Given information:

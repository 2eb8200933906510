use serde::{Deserialize, Serialize};

/// Order kinds placed over the event pipes
///
/// Mid-price orders go through the command pipe and are not tracked here.
#[derive(Debug, Clone, Copy, PartialEq, Eq, Hash, Serialize, Deserialize)]
#[serde(rename_all = "snake_case")]
pub enum OrderKind {
    /// Execute at specified price or better
    Limit,
}

impl OrderKind {
    pub fn as_str(&self) -> &'static str {
        match self {
            OrderKind::Limit => "limit",
        }
    }
}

Task objective: Copy all the data. Match it exactly.

Solved exercise:
repository 2eb8200933906510
use serde::{Deserialize, Serialize};

/// Order kinds placed over the event pipes
///
/// Mid-price orders go through the command pipe and are not tracked here.
#[derive(Debug, Clone, Copy, PartialEq, Eq, Hash, Serialize, Deserialize)]
#[serde(rename_all = "snake_case")]
pub enum OrderKind {
    /// Execute at specified price or better
    Limit,
}

impl OrderKind {
    pub fn as_str(&self) -> &'static str {
        match self {
            OrderKind::Limit => "limit",
        }
    }
}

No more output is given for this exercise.